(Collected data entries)
§ §

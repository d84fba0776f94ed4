use std::path::Path;

use sqlx::SqliteExecutor;

use crate::db::DbPool;
use crate::db::models::Folder;

pub async fn get_by_id<'e, E>(ex: E, id: i64) -> Result<Option<Folder>, sqlx::Error>
where
    E: SqliteExecutor<'e>,
{
    sqlx::query_as::<_, Folder>("SELECT * FROM folders WHERE id = ?")
        .bind(id)
        .fetch_optional(ex)
        .await
}

pub async fn get_all<'e, E>(ex: E) -> Result<Vec<Folder>, sqlx::Error>
where
    E: SqliteExecutor<'e>,
{
    sqlx::query_as::<_, Folder>("SELECT * FROM folders ORDER BY id")
        .fetch_all(ex)
        .await
}

/// Register every configured folder and drop rows for folders that left
/// the configuration. Returns the resulting folder list.
pub async fn sync<P: AsRef<Path>>(pool: &DbPool, paths: &[P]) -> Result<Vec<Folder>, sqlx::Error> {
    let wanted: Vec<String> = paths
        .iter()
        .map(|p| p.as_ref().to_string_lossy().trim_end_matches('/').to_string())
        .collect();

    for path in &wanted {
        let name = Path::new(path)
            .file_name()
            .unwrap_or_default()
            .to_string_lossy()
            .to_string();
        sqlx::query("INSERT OR IGNORE INTO folders (path, name) VALUES (?, ?)")
            .bind(path)
            .bind(&name)
            .execute(pool)
            .await?;
    }

    for folder in get_all(pool).await? {
        if !wanted.contains(&folder.path) {
            sqlx::query("DELETE FROM folders WHERE id = ?")
                .bind(folder.id)
                .execute(pool)
                .await?;
        }
    }

    get_all(pool).await
}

§ §

■ **What you should do**:
Would you please give the data above again, exactly as it appears?

■ **Exercise result**:
repository d84fba0776f94ed4
use std::path::Path;

use sqlx::SqliteExecutor;

use crate::db::DbPool;
use crate::db::models::Folder;

pub async fn get_by_id<'e, E>(ex: E, id: i64) -> Result<Option<Folder>, sqlx::Error>
where
    E: SqliteExecutor<'e>,
{
    sqlx::query_as::<_, Folder>("SELECT * FROM folders WHERE id = ?")
        .bind(id)
        .fetch_optional(ex)
        .await
}

pub async fn get_all<'e, E>(ex: E) -> Result<Vec<Folder>, sqlx::Error>
where
    E: SqliteExecutor<'e>,
{
    sqlx::query_as::<_, Folder>("SELECT * FROM folders ORDER BY id")
        .fetch_all(ex)
        .await
}

/// Register every configured folder and drop rows for folders that left
/// the configuration. Returns the resulting folder list.
pub async fn sync<P: AsRef<Path>>(pool: &DbPool, paths: &[P]) -> Result<Vec<Folder>, sqlx::Error> {
    let wanted: Vec<String> = paths
        .iter()
        .map(|p| p.as_ref().to_string_lossy().trim_end_matches('/').to_string())
        .collect();

    for path in &wanted {
        let name = Path::new(path)
            .file_name()
            .unwrap_or_default()
            .to_string_lossy()
            .to_string();
        sqlx::query("INSERT OR IGNORE INTO folders (path, name) VALUES (?, ?)")
            .bind(path)
            .bind(&name)
            .execute(pool)
            .await?;
    }

    for folder in get_all(pool).await? {
        if !wanted.contains(&folder.path) {
            sqlx::query("DELETE FROM folders WHERE id = ?")
                .bind(folder.id)
                .execute(pool)
                .await?;
        }
    }

    get_all(pool).await
}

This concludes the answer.